What, about living, appeals to you? -- or is it just that you fear consequences and death?
In our heart of hearts, each of us holds the decision to live or to die, just as we hold innumerable beliefs about the kinds of experience we are willing to have.
This decision is not an intellectual one, but an emotional one. After all the reasons are taken into account, there is a feeling -- the bottom line: life or death.
If we examine our decisions in life honestly, we may find that we make decisions to which we are not 100 percent committed. We may have second thoughts, an internal argument about our decision -- and we may or may not be aware of what those second thoughts are. Often, we sense them, fleetingly, and then override them or deny their existence. Often, we simply decide in spite of our second thoughts.
To do so does not make them go away; rather, it only leaves the internal argument in place, sapping our energy, holding our attention, and weakening our intention in subtle ways outside our direct awareness.
Second thoughts affect our emotional state, filter our perception, and color our judgment; they always seem legitimate. They change our experience and even our bodily functioning -- for, the body’s processes are constantly shifting with our emotions -- the fast heartbeat of fear, the stiffening of anger, the wilting and shrinking of sorrow -- and the softening and warming of tender love.

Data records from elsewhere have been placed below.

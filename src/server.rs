//! Thin HTTP front-end over the market engine.
//!
//! Parses inbound requests, invokes the engine, and renders the outbound
//! result shape (`ok` / `error_kind`). Cash renders at 2 decimal places
//! and shares at 4; all rounding happens here, never in the engine.
//! Retryable store errors get a short bounded retry with backoff.

use std::sync::Arc;
use std::time::Duration;

use axum::{
    extract::ws::{Message, WebSocket, WebSocketUpgrade},
    extract::{Path, State},
    http::{HeaderMap, StatusCode},
    response::{IntoResponse, Json},
    routing::{get, post},
    Router,
};
use futures_util::{SinkExt, StreamExt};
use rand::Rng;
use serde::Deserialize;
use serde_json::{json, Value};
use tokio::sync::broadcast;
use tower::ServiceBuilder;
use tower_http::cors::CorsLayer;
use tracing::warn;

use crate::engine::Engine;
use crate::error::EngineError;
use crate::events::MarketEvent;
use crate::lmsr::{from_cash, Side};
use crate::pg_store::PgStore;
use crate::store::{Market, NewMarket, Outcome, TransferKind};

const MAX_RETRY_ATTEMPTS: u32 = 3;
const BASE_RETRY_DELAY_MS: u64 = 10;

type ApiError = (StatusCode, Json<Value>);
type ApiResult = Result<Json<Value>, ApiError>;

#[derive(Clone)]
pub struct AppState {
    pub engine: Arc<Engine<PgStore>>,
    pub admin_token: Option<String>,
}

pub fn router(state: AppState) -> Router {
    Router::new()
        .route("/", get(service_info))
        .route("/health", get(health_check))
        .route("/markets", get(list_markets).post(create_market))
        .route("/markets/:id", get(get_market).delete(delete_market))
        .route("/markets/:id/buy", post(buy))
        .route("/markets/:id/sell", post(sell))
        .route("/markets/:id/resolve", post(resolve))
        .route("/markets/:id/redeem", post(redeem))
        .route("/users/:id/balance", get(get_balance))
        .route("/users/:id/positions", get(get_positions))
        .route("/transfers", post(transfer))
        .route("/ws", get(ws_handler))
        .layer(ServiceBuilder::new().layer(CorsLayer::permissive()))
        .with_state(state)
}

// -----------------------
// Request shapes
// -----------------------

#[derive(Debug, Deserialize)]
struct CreateMarketRequest {
    id: String,
    question: String,
    details: Option<String>,
    subject: Option<String>,
    creator: Option<String>,
    b: Option<f64>,
}

#[derive(Debug, Deserialize)]
struct BuyRequest {
    user_id: String,
    side: Side,
    amount: f64,
}

#[derive(Debug, Deserialize)]
struct SellRequest {
    user_id: String,
    side: Side,
    percent: f64,
}

#[derive(Debug, Deserialize)]
struct ResolveRequest {
    outcome: Outcome,
}

#[derive(Debug, Deserialize)]
struct RedeemRequest {
    user_id: String,
}

#[derive(Debug, Deserialize)]
struct TransferRequest {
    kind: TransferKind,
    from: Option<String>,
    to: Option<String>,
    amount: f64,
}

// -----------------------
// Handlers
// -----------------------

async fn service_info() -> Json<Value> {
    Json(json!({
        "service": "market-engine",
        "status": "running",
    }))
}

async fn health_check() -> Json<Value> {
    Json(json!({ "status": "healthy" }))
}

async fn list_markets(State(state): State<AppState>) -> ApiResult {
    let markets = state.engine.markets().await.map_err(error_response)?;
    let markets: Vec<Value> = markets.iter().map(market_json).collect();
    Ok(Json(json!({ "ok": true, "markets": markets })))
}

async fn get_market(State(state): State<AppState>, Path(id): Path<String>) -> ApiResult {
    let market = state.engine.market(&id).await.map_err(error_response)?;
    Ok(Json(json!({ "ok": true, "market": market_json(&market) })))
}

async fn create_market(
    State(state): State<AppState>,
    headers: HeaderMap,
    Json(req): Json<CreateMarketRequest>,
) -> ApiResult {
    let admin = is_admin(&headers, &state.admin_token);
    let new = NewMarket {
        id: req.id,
        question: req.question,
        details: req.details,
        subject: req.subject,
        creator: req.creator,
        b: req.b.unwrap_or(state.engine.config().default_b),
    };
    let market = state
        .engine
        .create_market(new, admin)
        .await
        .map_err(error_response)?;
    Ok(Json(json!({ "ok": true, "market": market_json(&market) })))
}

async fn delete_market(
    State(state): State<AppState>,
    headers: HeaderMap,
    Path(id): Path<String>,
) -> ApiResult {
    let admin = is_admin(&headers, &state.admin_token);
    state
        .engine
        .delete_market(&id, admin)
        .await
        .map_err(error_response)?;
    Ok(Json(json!({ "ok": true })))
}

async fn buy(
    State(state): State<AppState>,
    Path(id): Path<String>,
    Json(req): Json<BuyRequest>,
) -> ApiResult {
    let receipt = with_retry(|| state.engine.execute_buy(&id, &req.user_id, req.side, req.amount))
        .await
        .map_err(error_response)?;
    Ok(Json(json!({
        "ok": true,
        "market_id": receipt.market_id,
        "side": receipt.side,
        "shares_delta": round4(receipt.shares_delta),
        "amount": round2(from_cash(receipt.amount)),
        "price": round4(receipt.price),
        "new_price": round4(receipt.new_price),
        "balance": round2(from_cash(receipt.balance)),
    })))
}

async fn sell(
    State(state): State<AppState>,
    Path(id): Path<String>,
    Json(req): Json<SellRequest>,
) -> ApiResult {
    let receipt =
        with_retry(|| state.engine.execute_sell(&id, &req.user_id, req.side, req.percent))
            .await
            .map_err(error_response)?;
    Ok(Json(json!({
        "ok": true,
        "market_id": receipt.market_id,
        "side": receipt.side,
        "shares_delta": round4(receipt.shares_delta),
        "payout": round2(from_cash(receipt.amount)),
        "price": round4(receipt.price),
        "new_price": round4(receipt.new_price),
        "balance": round2(from_cash(receipt.balance)),
    })))
}

async fn resolve(
    State(state): State<AppState>,
    headers: HeaderMap,
    Path(id): Path<String>,
    Json(req): Json<ResolveRequest>,
) -> ApiResult {
    let admin = is_admin(&headers, &state.admin_token);
    let summary = state
        .engine
        .resolve(&id, req.outcome, admin)
        .await
        .map_err(error_response)?;
    Ok(Json(json!({
        "ok": true,
        "market_id": summary.market_id,
        "question": summary.question,
        "outcome": summary.outcome,
        "implied_odds": round4(summary.implied_odds),
        "total_paid": round2(from_cash(summary.total_paid)),
        "total_lost_shares": round4(summary.total_lost_shares),
    })))
}

async fn redeem(
    State(state): State<AppState>,
    Path(id): Path<String>,
    Json(req): Json<RedeemRequest>,
) -> ApiResult {
    let receipt = with_retry(|| state.engine.redeem(&id, &req.user_id))
        .await
        .map_err(error_response)?;
    Ok(Json(json!({
        "ok": true,
        "market_id": receipt.market_id,
        "outcome": receipt.outcome,
        "shares_redeemed": round4(receipt.shares_redeemed),
        "payout": round2(from_cash(receipt.payout)),
    })))
}

async fn get_balance(State(state): State<AppState>, Path(id): Path<String>) -> ApiResult {
    let balance = state.engine.balance(&id).await.map_err(error_response)?;
    Ok(Json(json!({
        "ok": true,
        "account": balance.account,
        "balance": round2(from_cash(balance.cash)),
        "volume_traded": round2(balance.volume_traded),
        "volume_resolved": round2(balance.volume_resolved),
    })))
}

async fn get_positions(State(state): State<AppState>, Path(id): Path<String>) -> ApiResult {
    let positions = state.engine.positions(&id).await.map_err(error_response)?;
    let positions: Vec<Value> = positions
        .iter()
        .map(|p| {
            json!({
                "market_id": p.market,
                "side": p.side,
                "shares": round4(p.shares),
                "cost_basis": round2(from_cash(p.cost_basis)),
                "last_trade": p.last_trade,
            })
        })
        .collect();
    Ok(Json(json!({ "ok": true, "positions": positions })))
}

async fn transfer(State(state): State<AppState>, Json(req): Json<TransferRequest>) -> ApiResult {
    let balance = with_retry(|| async {
        match (req.kind, req.from.as_deref(), req.to.as_deref()) {
            (TransferKind::Deposit, None, Some(to)) => state.engine.deposit(to, req.amount).await,
            (TransferKind::Withdrawal, Some(from), None) => {
                state.engine.withdraw(from, req.amount).await
            }
            (TransferKind::Transfer, Some(from), Some(to)) => {
                state.engine.transfer(from, to, req.amount).await
            }
            _ => Err(EngineError::InvalidAmount),
        }
    })
    .await
    .map_err(error_response)?;
    Ok(Json(json!({
        "ok": true,
        "account": balance.account,
        "balance": round2(from_cash(balance.cash)),
    })))
}

async fn ws_handler(State(state): State<AppState>, ws: WebSocketUpgrade) -> impl IntoResponse {
    let rx = state.engine.events().subscribe();
    ws.on_upgrade(move |socket| stream_events(socket, rx))
}

async fn stream_events(socket: WebSocket, mut rx: broadcast::Receiver<MarketEvent>) {
    let (mut sink, mut stream) = socket.split();
    loop {
        tokio::select! {
            event = rx.recv() => match event {
                Ok(event) => {
                    let Ok(text) = serde_json::to_string(&event) else { continue };
                    if sink.send(Message::Text(text)).await.is_err() {
                        break;
                    }
                }
                Err(broadcast::error::RecvError::Lagged(skipped)) => {
                    warn!(skipped, "websocket subscriber lagged, events dropped");
                }
                Err(broadcast::error::RecvError::Closed) => break,
            },
            msg = stream.next() => match msg {
                Some(Ok(_)) => {} // inbound frames are ignored
                _ => break,
            },
        }
    }
}

// -----------------------
// Helpers
// -----------------------

/// Bounded retry for the retryable store errors; everything else
/// returns immediately. The engine guarantees retry safety.
async fn with_retry<T, F, Fut>(op: F) -> Result<T, EngineError>
where
    F: Fn() -> Fut,
    Fut: std::future::Future<Output = Result<T, EngineError>>,
{
    let mut attempt = 1;
    loop {
        match op().await {
            Err(e) if e.is_retryable() && attempt < MAX_RETRY_ATTEMPTS => {
                let jitter = rand::thread_rng().gen_range(0..10);
                let delay_ms = BASE_RETRY_DELAY_MS * (1 << (attempt - 1)) + jitter;
                tokio::time::sleep(Duration::from_millis(delay_ms)).await;
                attempt += 1;
            }
            other => break other,
        }
    }
}

fn is_admin(headers: &HeaderMap, admin_token: &Option<String>) -> bool {
    let Some(token) = admin_token else {
        return false;
    };
    headers
        .get("x-admin-token")
        .and_then(|v| v.to_str().ok())
        .map(|v| v == token)
        .unwrap_or(false)
}

fn market_json(m: &Market) -> Value {
    json!({
        "market_id": m.id,
        "question": m.question,
        "details": m.details,
        "subject": m.subject,
        "creator": m.creator,
        "b": m.b,
        "yes_shares": round4(m.yes_shares),
        "no_shares": round4(m.no_shares),
        "resolved": m.resolved,
        "resolution": m.resolution,
        "resolution_date": m.resolution_date,
        "implied_odds": round4(m.implied_odds),
        "volume_traded": round2(m.volume_traded),
        "last_trade": m.last_trade,
    })
}

fn error_response(e: EngineError) -> ApiError {
    let status = match e {
        EngineError::MarketNotFound(_) => StatusCode::NOT_FOUND,
        EngineError::MarketExists(_)
        | EngineError::MarketAlreadyResolved(_)
        | EngineError::MarketStillOpen(_)
        | EngineError::InsufficientCash
        | EngineError::InsufficientShares => StatusCode::CONFLICT,
        EngineError::InvalidAmount | EngineError::InvalidPercent => StatusCode::BAD_REQUEST,
        EngineError::Unauthorized => StatusCode::UNAUTHORIZED,
        EngineError::StoreConflict | EngineError::StoreUnavailable(_) => {
            StatusCode::SERVICE_UNAVAILABLE
        }
    };
    (status, Json(json!({ "ok": false, "error_kind": e.kind() })))
}

fn round2(x: f64) -> f64 {
    (x * 100.0).round() / 100.0
}

fn round4(x: f64) -> f64 {
    (x * 10_000.0).round() / 10_000.0
}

In a way, the drama of life reflects our struggle with our second thoughts. Sometimes, we may lack direct awareness of our second thoughts and blame conditions or people around us for our experience of struggle -- particularly when those people or conditions align with our second thoughts. Our sense of powerlessness corresponds directly to the sense of complication we experience when we have second thoughts. Complication is tiring the same way as second thoughts are tiring. So our power in dealing with people or conditions is reduced by the secret agreement we have with them being the way they are. Still, many people unjustly blame "outside conditions". The decision to live or to die is also subject to second thoughts.
Life and death are more than biological matters. We have heard of people who languished and died of a broken heart -- and of people who would rather die than change their beliefs or way of life. Some people live only because of second thoughts about death! Are we heartened by life enough to continue? And might that be the secret to our decision whether or not to choose life?